At maximum strain, muscles and adipose tissues respectively showed an increased stiffness of 46% and 35% after the personalization process. This stiffness increase corresponds to an augmentation of the C₁₀ and C₀₁ material parameters of 71% and 39% respectively for the muscles, and of 15% and 5% respectively for the adipose tissues. The personalization reduced by 87% (7,9 kPa) the difference between the predicted interface pressures and the experimental data. Similar results were observed for the vertical sagging, with a difference reduction of 20%.

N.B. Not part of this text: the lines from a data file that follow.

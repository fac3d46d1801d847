//! JSON:API error objects

use serde::{Deserialize, Serialize};
use serde_json::Value;

/// Where in the request an error originated
#[derive(Debug, Clone, Default, PartialEq, Serialize, Deserialize)]
pub struct ErrorSource {
    #[serde(skip_serializing_if = "Option::is_none")]
    pub pointer: Option<String>,

    #[serde(skip_serializing_if = "Option::is_none")]
    pub parameter: Option<String>,
}

#[derive(Debug, Clone, Default, PartialEq, Serialize, Deserialize)]
pub struct ErrorLinks {
    pub about: String,
}

/// A single entry of an `errors` document
#[derive(Debug, Clone, Default, PartialEq, Serialize, Deserialize)]
pub struct ErrorObject {
    #[serde(skip_serializing_if = "Option::is_none")]
    pub id: Option<String>,

    #[serde(skip_serializing_if = "Option::is_none")]
    pub links: Option<ErrorLinks>,

    /// HTTP status code, as a string
    #[serde(skip_serializing_if = "Option::is_none")]
    pub status: Option<String>,

    /// Application specific error code
    #[serde(skip_serializing_if = "Option::is_none")]
    pub code: Option<String>,

    #[serde(skip_serializing_if = "Option::is_none")]
    pub title: Option<String>,

    #[serde(skip_serializing_if = "Option::is_none")]
    pub detail: Option<String>,

    #[serde(skip_serializing_if = "Option::is_none")]
    pub source: Option<ErrorSource>,

    #[serde(skip_serializing_if = "Option::is_none")]
    pub meta: Option<Value>,
}

impl ErrorObject {
    pub fn new() -> Self {
        Self::default()
    }

    pub fn with_id(mut self, id: impl Into<String>) -> Self {
        self.id = Some(id.into());
        self
    }

    pub fn with_about_link(mut self, about: impl Into<String>) -> Self {
        self.links = Some(ErrorLinks {
            about: about.into(),
        });
        self
    }

    pub fn with_status(mut self, status: u16) -> Self {
        self.status = Some(status.to_string());
        self
    }

    pub fn with_code(mut self, code: impl Into<String>) -> Self {
        self.code = Some(code.into());
        self
    }

    pub fn with_title(mut self, title: impl Into<String>) -> Self {
        self.title = Some(title.into());
        self
    }

    pub fn with_detail(mut self, detail: impl Into<String>) -> Self {
        self.detail = Some(detail.into());
        self
    }

    /// JSON pointer into the request document, e.g. `/data/attributes/title`
    pub fn with_pointer(mut self, pointer: impl Into<String>) -> Self {
        self.source.get_or_insert_with(ErrorSource::default).pointer = Some(pointer.into());
        self
    }

    /// Query parameter that caused the error
    pub fn with_parameter(mut self, parameter: impl Into<String>) -> Self {
        self.source.get_or_insert_with(ErrorSource::default).parameter = Some(parameter.into());
        self
    }

    pub fn with_meta(mut self, meta: Value) -> Self {
        self.meta = Some(meta);
        self
    }
}
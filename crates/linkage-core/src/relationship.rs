//! Relationship descriptions produced by schemas

use crate::error::{Error, Result};
use crate::identifier::Identifier;
use crate::link::{Link, Links};
use crate::object::Object;
use serde_json::Value;

/// Data of a relationship (or of a document's primary data)
///
/// Exactly one of `is_null`, `is_identifier`, `is_resource` and
/// `is_collection` is true. Accessors for the wrong variant fail with
/// [`Error::InvalidVariant`].
#[derive(Debug, Clone)]
pub enum RelationshipData {
    Null,
    Identifier(Identifier),
    Resource(Object),
    Identifiers(Vec<Identifier>),
    Resources(Vec<Object>),
}

impl RelationshipData {
    pub fn is_null(&self) -> bool {
        matches!(self, Self::Null)
    }

    pub fn is_identifier(&self) -> bool {
        matches!(self, Self::Identifier(_))
    }

    pub fn is_resource(&self) -> bool {
        matches!(self, Self::Resource(_))
    }

    pub fn is_collection(&self) -> bool {
        matches!(self, Self::Identifiers(_) | Self::Resources(_))
    }

    /// Number of items; null counts as zero
    pub fn len(&self) -> usize {
        match self {
            Self::Null => 0,
            Self::Identifier(_) | Self::Resource(_) => 1,
            Self::Identifiers(items) => items.len(),
            Self::Resources(items) => items.len(),
        }
    }

    pub fn is_empty(&self) -> bool {
        self.len() == 0
    }

    pub fn variant_name(&self) -> &'static str {
        match self {
            Self::Null => "null",
            Self::Identifier(_) => "identifier",
            Self::Resource(_) => "resource",
            Self::Identifiers(_) => "identifier collection",
            Self::Resources(_) => "resource collection",
        }
    }

    pub fn identifier(&self) -> Result<&Identifier> {
        match self {
            Self::Identifier(identifier) => Ok(identifier),
            other => Err(other.wrong_variant("identifier")),
        }
    }

    pub fn resource(&self) -> Result<&Object> {
        match self {
            Self::Resource(object) => Ok(object),
            other => Err(other.wrong_variant("resource")),
        }
    }

    pub fn identifiers(&self) -> Result<&[Identifier]> {
        match self {
            Self::Identifiers(items) => Ok(items),
            other => Err(other.wrong_variant("identifier collection")),
        }
    }

    pub fn resources(&self) -> Result<&[Object]> {
        match self {
            Self::Resources(items) => Ok(items),
            other => Err(other.wrong_variant("resource collection")),
        }
    }

    fn wrong_variant(&self, expected: &'static str) -> Error {
        Error::InvalidVariant {
            expected,
            found: self.variant_name(),
        }
    }
}

impl From<Object> for RelationshipData {
    fn from(object: Object) -> Self {
        Self::Resource(object)
    }
}

impl From<Option<Object>> for RelationshipData {
    fn from(object: Option<Object>) -> Self {
        object.map_or(Self::Null, Self::Resource)
    }
}

impl From<Vec<Object>> for RelationshipData {
    fn from(objects: Vec<Object>) -> Self {
        Self::Resources(objects)
    }
}

impl From<Identifier> for RelationshipData {
    fn from(identifier: Identifier) -> Self {
        Self::Identifier(identifier)
    }
}

impl From<Vec<Identifier>> for RelationshipData {
    fn from(identifiers: Vec<Identifier>) -> Self {
        Self::Identifiers(identifiers)
    }
}

/// A named relationship as described by a schema
///
/// A relationship without data (see [`Relationship::without_data`]) is
/// rendered with links and meta only; its `data` member is omitted.
#[derive(Debug, Clone, Default)]
pub struct Relationship {
    data: Option<RelationshipData>,
    links: Links,
    meta: Option<Value>,
    self_link: bool,
    related_link: bool,
}

impl Relationship {
    pub fn new(data: impl Into<RelationshipData>) -> Self {
        Self {
            data: Some(data.into()),
            ..Default::default()
        }
    }

    pub fn without_data() -> Self {
        Self::default()
    }

    pub fn has_data(&self) -> bool {
        self.data.is_some()
    }

    pub fn data(&self) -> Option<&RelationshipData> {
        self.data.as_ref()
    }

    pub fn links(&self) -> &Links {
        &self.links
    }

    pub fn meta(&self) -> Option<&Value> {
        self.meta.as_ref()
    }

    pub fn with_link(mut self, name: impl Into<String>, link: Link) -> Self {
        self.links.insert(name, link);
        self
    }

    pub fn with_meta(mut self, meta: Value) -> Self {
        self.meta = Some(meta);
        self
    }

    /// Add `links.self` pointing at `{self_sub_url}/relationships/{name}`
    pub fn with_self_link(mut self) -> Self {
        self.self_link = true;
        self
    }

    /// Add `links.related` pointing at `{self_sub_url}/{name}`
    pub fn with_related_link(mut self) -> Self {
        self.related_link = true;
        self
    }

    pub fn shows_self_link(&self) -> bool {
        self.self_link
    }

    pub fn shows_related_link(&self) -> bool {
        self.related_link
    }

    /// Explicit links merged with the generated self/related links
    pub fn resolved_links(&self, name: &str, owner_sub_url: &str) -> Links {
        let mut links = Links::new();
        if self.self_link {
            links.insert(
                Link::SELF,
                Link::prefixed(format!("{}/relationships/{}", owner_sub_url, name)),
            );
        }
        if self.related_link {
            links.insert(
                Link::RELATED,
                Link::prefixed(format!("{}/{}", owner_sub_url, name)),
            );
        }
        for (link_name, link) in self.links.iter() {
            links.insert(link_name, link.clone());
        }
        links
    }
}
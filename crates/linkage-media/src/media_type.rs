//! Media types

use crate::error::{MediaTypeError, Result};
use crate::grammar::{self, RawMediaType};
use std::fmt;
use std::str::FromStr;

/// A `type/subtype` pair with parameters
///
/// Type, subtype and parameter names are stored lowercase; parameter values
/// keep their case. Equality ignores parameter order.
#[derive(Debug, Clone)]
pub struct MediaType {
    main_type: String,
    sub_type: String,
    parameters: Vec<(String, String)>,
}

impl MediaType {
    pub const WILDCARD: &'static str = "*";
    pub const JSON_API_TYPE: &'static str = "application";
    pub const JSON_API_SUB_TYPE: &'static str = "vnd.api+json";
    pub const JSON_API_MEDIA_TYPE: &'static str = "application/vnd.api+json";

    pub fn new(main_type: impl AsRef<str>, sub_type: impl AsRef<str>) -> Self {
        Self {
            main_type: main_type.as_ref().to_ascii_lowercase(),
            sub_type: sub_type.as_ref().to_ascii_lowercase(),
            parameters: Vec::new(),
        }
    }

    /// `application/vnd.api+json`
    pub fn json_api() -> Self {
        Self::new(Self::JSON_API_TYPE, Self::JSON_API_SUB_TYPE)
    }

    /// Add or replace a parameter
    pub fn with_parameter(mut self, name: impl AsRef<str>, value: impl Into<String>) -> Self {
        let name = name.as_ref().to_ascii_lowercase();
        let value = value.into();
        match self.parameters.iter_mut().find(|(n, _)| *n == name) {
            Some(existing) => existing.1 = value,
            None => self.parameters.push((name, value)),
        }
        self
    }

    pub fn main_type(&self) -> &str {
        &self.main_type
    }

    pub fn sub_type(&self) -> &str {
        &self.sub_type
    }

    pub fn parameters(&self) -> &[(String, String)] {
        &self.parameters
    }

    pub fn parameter(&self, name: &str) -> Option<&str> {
        let name = name.to_ascii_lowercase();
        self.parameters
            .iter()
            .find(|(n, _)| *n == name)
            .map(|(_, v)| v.as_str())
    }

    pub fn is_wildcard(&self) -> bool {
        self.main_type == Self::WILDCARD || self.sub_type == Self::WILDCARD
    }

    /// Whether `other` satisfies this (possibly wildcard) media range
    ///
    /// Parameters only have to agree where both sides carry them.
    pub fn matches(&self, other: &MediaType) -> bool {
        let type_matches = self.main_type == Self::WILDCARD || self.main_type == other.main_type;
        let sub_type_matches = self.sub_type == Self::WILDCARD || self.sub_type == other.sub_type;
        type_matches && sub_type_matches && self.shared_parameters_equal(other)
    }

    /// Exact identity: same type, subtype and parameter set
    pub fn equals(&self, other: &MediaType) -> bool {
        self.main_type == other.main_type
            && self.sub_type == other.sub_type
            && self.parameters.len() == other.parameters.len()
            && self.shared_parameters_equal(other)
            && self
                .parameters
                .iter()
                .all(|(name, _)| other.parameter(name).is_some())
    }

    fn shared_parameters_equal(&self, other: &MediaType) -> bool {
        self.parameters.iter().all(|(name, value)| {
            other
                .parameters
                .iter()
                .find(|(n, _)| n == name)
                .map_or(true, |(_, v)| v == value)
        })
    }

    /// Validate and normalize a parsed media type
    pub(crate) fn from_raw(raw: RawMediaType<'_>, source: &str) -> Result<Self> {
        if raw.main_type == Self::WILDCARD && raw.sub_type != Self::WILDCARD {
            return Err(MediaTypeError::InvalidMediaType(source.to_string()));
        }

        let mut media_type = Self::new(raw.main_type, raw.sub_type);
        for (name, value) in raw.parameters {
            if media_type.parameter(name).is_some() {
                return Err(MediaTypeError::InvalidParameter(format!(
                    "duplicate parameter '{}' in '{}'",
                    name, source
                )));
            }
            media_type = media_type.with_parameter(name, value);
        }
        Ok(media_type)
    }
}

impl PartialEq for MediaType {
    fn eq(&self, other: &Self) -> bool {
        self.equals(other)
    }
}

impl Eq for MediaType {}

impl FromStr for MediaType {
    type Err = MediaTypeError;

    /// Parse a single media type such as a `Content-Type` value
    fn from_str(s: &str) -> Result<Self> {
        let raw = grammar::media_type(s).ok_or_else(|| MediaTypeError::InvalidMediaType(s.to_string()))?;
        Self::from_raw(raw, s)
    }
}

impl fmt::Display for MediaType {
    fn fmt(&self, f: &mut fmt::Formatter<'_>) -> fmt::Result {
        write!(f, "{}/{}", self.main_type, self.sub_type)?;
        for (name, value) in &self.parameters {
            let is_token = !value.is_empty()
                && value
                    .chars()
                    .all(|c| c.is_ascii_alphanumeric() || "!#$%&'*+-.^_`|~".contains(c));
            if is_token {
                write!(f, ";{}={}", name, value)?;
            } else {
                write!(f, ";{}=\"{}\"", name, value.replace('\\', "\\\\").replace('"', "\\\""))?;
            }
        }
        Ok(())
    }
}

#[cfg(test)]
mod tests {
    use super::*;

    fn parse(s: &str) -> MediaType {
        s.parse().unwrap()
    }

    #[test]
    fn test_parse_normalizes_case() {
        let media_type = parse("Application/VND.API+JSON; Charset=UTF-8");
        assert_eq!(media_type.main_type(), "application");
        assert_eq!(media_type.sub_type(), "vnd.api+json");
        assert_eq!(media_type.parameter("charset"), Some("UTF-8"));
        assert_eq!(media_type.parameter("CHARSET"), Some("UTF-8"));
    }

    #[test]
    fn test_json_api_constant() {
        assert_eq!(MediaType::json_api(), parse(MediaType::JSON_API_MEDIA_TYPE));
        assert_eq!(MediaType::json_api().to_string(), "application/vnd.api+json");
    }

    #[test]
    fn test_invalid_media_types() {
        assert!(matches!(
            "application".parse::<MediaType>(),
            Err(MediaTypeError::InvalidMediaType(_))
        ));
        assert!(matches!(
            "*/json".parse::<MediaType>(),
            Err(MediaTypeError::InvalidMediaType(_))
        ));
        assert!(matches!(
            "text/html;a=1;A=2".parse::<MediaType>(),
            Err(MediaTypeError::InvalidParameter(_))
        ));
    }

    #[test]
    fn test_wildcard_matching() {
        let json = MediaType::new("application", "json");
        assert!(parse("*/*").matches(&json));
        assert!(parse("application/*").matches(&json));
        assert!(!parse("text/*").matches(&json));
        assert!(!json.matches(&parse("application/xml")));
    }

    #[test]
    fn test_matching_compares_shared_parameters_only() {
        let registered = parse("application/json;charset=utf-8");
        assert!(parse("application/json").matches(&registered));
        assert!(parse("application/json;version=2").matches(&registered));
        assert!(parse("application/json;charset=utf-8").matches(&registered));
        assert!(!parse("application/json;charset=latin1").matches(&registered));
    }

    #[test]
    fn test_equals_is_exact_but_order_insensitive() {
        let a = parse("application/json;a=1;b=2");
        assert!(a.equals(&parse("application/json;b=2;a=1")));
        assert!(!a.equals(&parse("application/json;a=1")));
        assert!(!a.equals(&parse("application/json;a=1;b=3")));
        assert!(!parse("application/json").equals(&a));
        assert!(!parse("*/*").equals(&parse("application/json")));
    }

    #[test]
    fn test_display_quotes_when_needed() {
        let media_type = MediaType::new("text", "plain")
            .with_parameter("charset", "utf-8")
            .with_parameter("title", "two words");
        assert_eq!(media_type.to_string(), "text/plain;charset=utf-8;title=\"two words\"");
        assert_eq!(parse(&media_type.to_string()), media_type);
    }
}
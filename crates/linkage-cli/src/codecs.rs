//! Encoder/decoder registration from config

use std::sync::Arc;

use linkage_core::{Encoder, EncoderOptions, SchemaRegistry};
use linkage_media::CodecMatcher;

use crate::blog::Blog;
use crate::config::Config;

/// Reads blog input files
#[derive(Debug, Clone, Copy, Default)]
pub struct BlogDecoder;

impl BlogDecoder {
    pub fn decode(&self, text: &str) -> anyhow::Result<Blog> {
        Blog::from_json(text)
    }
}

pub type Codecs = CodecMatcher<Encoder, BlogDecoder>;

/// Matcher with the configured decoders; encoders are added once the schema
/// registry for the decoded input exists
pub fn with_decoders(config: &Config) -> anyhow::Result<Codecs> {
    let mut codecs = Codecs::new();
    for media_type in config.decoder_types()? {
        codecs.register_decoder(media_type, || BlogDecoder);
    }
    Ok(codecs)
}

/// One encoder per configured encoder media type, all sharing `registry`
pub fn register_encoders(
    codecs: &mut Codecs,
    config: &Config,
    registry: Arc<SchemaRegistry>,
    options: &EncoderOptions,
) -> anyhow::Result<()> {
    for media_type in config.encoder_types()? {
        let registry = registry.clone();
        let options = options.clone();
        codecs.register_encoder(media_type, move || {
            Encoder::new(registry.clone()).with_options(options.clone())
        });
    }
    Ok(())
}
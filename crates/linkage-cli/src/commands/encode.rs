//! Encode command

use std::path::PathBuf;
use std::sync::Arc;

use anyhow::{anyhow, Context};
use clap::Args;
use linkage_core::EncodingParameters;
use linkage_media::{parse_accept_header, MediaType};

use crate::blog;
use crate::codecs::{self, Codecs};
use crate::Cli;

#[derive(Args)]
pub struct EncodeArgs {
    /// Primary data: a resource type, or TYPE:ID for a single resource
    pub root: String,

    /// Blog data file (JSON); the built-in sample when omitted
    #[arg(short, long)]
    pub input: Option<PathBuf>,

    /// Media type of the input (default: first configured decoder)
    #[arg(long)]
    pub content_type: Option<String>,

    /// Relationship paths to include, comma separated; an empty value
    /// disables the schema defaults
    #[arg(long, value_delimiter = ',')]
    pub include: Option<Vec<String>>,

    /// Sparse field-set, e.g. --fields people=first_name,comments
    #[arg(long = "fields", value_name = "TYPE=FIELDS")]
    pub fields: Vec<String>,

    /// Emit resource identifiers only
    #[arg(long)]
    pub identifiers: bool,

    /// Accept header negotiated against the configured encoders
    #[arg(long, default_value = "*/*")]
    pub accept: String,

    /// Override encoder.url_prefix
    #[arg(long)]
    pub url_prefix: Option<String>,

    /// Pretty-print the document
    #[arg(long)]
    pub pretty: bool,

    /// Top-level meta, as a JSON value
    #[arg(long)]
    pub meta: Option<String>,
}

impl EncodeArgs {
    fn root(&self) -> (&str, Option<&str>) {
        match self.root.split_once(':') {
            Some((resource_type, id)) => (resource_type, Some(id)),
            None => (self.root.as_str(), None),
        }
    }

    fn parameters(&self) -> anyhow::Result<EncodingParameters> {
        let mut params = EncodingParameters::new();
        if let Some(include) = &self.include {
            params = params.with_include_paths(include.iter().map(|p| p.trim()).filter(|p| !p.is_empty()));
        }
        for entry in &self.fields {
            let (resource_type, fields) = entry
                .split_once('=')
                .with_context(|| format!("Invalid field-set '{}', expected TYPE=FIELD,...", entry))?;
            params = params.with_field_set(
                resource_type.trim(),
                fields.split(',').map(str::trim).filter(|f| !f.is_empty()),
            );
        }
        Ok(params)
    }
}

fn read_input(args: &EncodeArgs, codecs: &Codecs) -> anyhow::Result<blog::Blog> {
    let text = match &args.input {
        Some(path) => std::fs::read_to_string(path)
            .with_context(|| format!("Failed to read {}", path.display()))?,
        None => blog::SAMPLE.to_string(),
    };

    let content_type = match &args.content_type {
        Some(value) => value
            .parse::<MediaType>()
            .with_context(|| format!("Invalid Content-Type '{}'", value))?,
        None => codecs
            .decoder_types()
            .next()
            .cloned()
            .context("No decoders configured")?,
    };

    let decoder = codecs
        .match_decoder(&content_type)
        .ok_or_else(|| anyhow!("Unsupported media type: {}", content_type))?;
    decoder.create().decode(&text)
}

pub fn run(args: &EncodeArgs, cli: &Cli) -> anyhow::Result<()> {
    let config = cli.load_config()?;
    let mut options = config.encoder.clone();
    if let Some(prefix) = &args.url_prefix {
        options.url_prefix = Some(prefix.clone());
    }
    if args.pretty {
        options.pretty = true;
    }

    let mut codecs = codecs::with_decoders(&config)?;
    let blog = Arc::new(read_input(args, &codecs)?);
    codecs::register_encoders(&mut codecs, &config, Arc::new(blog.registry()), &options)?;

    let candidates = parse_accept_header(&args.accept)
        .with_context(|| format!("Invalid Accept header '{}'", args.accept))?;
    let found = codecs
        .match_encoder(&candidates)
        .ok_or_else(|| anyhow!("Not acceptable: no configured media type matches '{}'", args.accept))?;
    tracing::info!("Encoding as {}", found.registered());

    let mut encoder = found.create();
    if let Some(meta) = &args.meta {
        encoder = encoder.with_meta(serde_json::from_str(meta).context("--meta must be valid JSON")?);
    }

    let (resource_type, id) = args.root();
    let data = blog.select(resource_type, id)?;
    let params = args.parameters()?;
    tracing::debug!("Encoding {} with {:?}", args.root, params);

    let document = if args.identifiers {
        encoder.encode_identifiers(data, &params)?
    } else {
        encoder.encode_data(data, &params)?
    };
    println!("{}", document);
    Ok(())
}
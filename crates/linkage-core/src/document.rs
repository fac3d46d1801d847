//! Output document structure

use crate::error::Result;
use crate::error_object::ErrorObject;
use crate::identifier::{Identifier, ResourceKey};
use crate::link::{Link, Links};
use crate::relationship::Relationship;
use crate::resource::ResourceObject;
use serde_json::{json, Map, Value};
use std::collections::{BTreeSet, HashMap, HashSet};

/// The `data` member of a relationship
#[derive(Debug, Clone, PartialEq)]
pub enum Linkage {
    Null,
    One(Identifier),
    Many(Vec<Identifier>),
}

impl Linkage {
    fn to_value(&self) -> Value {
        match self {
            Linkage::Null => Value::Null,
            Linkage::One(identifier) => identifier_value(identifier),
            Linkage::Many(identifiers) => {
                Value::Array(identifiers.iter().map(identifier_value).collect())
            }
        }
    }
}

fn identifier_value(identifier: &Identifier) -> Value {
    let mut map = Map::new();
    map.insert("type".to_string(), json!(identifier.resource_type()));
    map.insert("id".to_string(), json!(identifier.id()));
    if let Some(meta) = identifier.meta() {
        map.insert("meta".to_string(), meta.clone());
    }
    Value::Object(map)
}

/// A relationship as rendered inside a resource entry
#[derive(Debug, Clone, PartialEq)]
pub struct RelationshipEntry {
    name: String,
    data: Option<Linkage>,
    expects_data: bool,
    links: Links,
    meta: Option<Value>,
}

Once the personalization process was established on a rigid support, the relevance of such process was evaluated with the buttock in contact with a flat foam cushion normally used in pressure sores prevention. Hence, a FE model of a flat foam cushion was integrated to the FE model of the human buttock using 800 linear brick elements. A multi-linear curve was used to represent the hyperelastic behaviour of the cushion’s material. Results showed a variation of the interface and internal stresses and strains when using personalized mechanical properties. More precisely, the interface pressure increased of 11% while muscle’s Von Mises stresses increased by 20%. Moreover, a decrease of 19% was observed for the muscle’s peak internal strain. Finally, the personalization process resulted in a higher difference between the Von Mises stresses of the muscles and adipose tissues, thus confirming the premise for the development of deep tissue injury. Without this precise personalization, it will be impossible to represent the real internal phenomena of the buttock, such as the stresses augmentation from the buttock-support interface to the pelvis-muscle interface. These results clearly show the importance of the mechanical properties personalization to properly understand the interaction between the buttock and his support, as well as to evaluate a cushion’s capacity to distribute the internal stresses.
The work carried out within the framework of this project demonstrated the relevance of using personalized mechanical properties to simulate the buttock’s soft tissues behaviour. The developed method represents an innovative approach that provides a more accurate simulation of the stresses and strains at the buttock-support interface and inside the buttock’s soft tissues. The actual model could be improved by adding a more complete representation of the buttocks and surrounding body parts. Ultimately, this method could be integrated to a clinical tool to improve the selection of a proper seat cushion or bed mattress for a specific individual.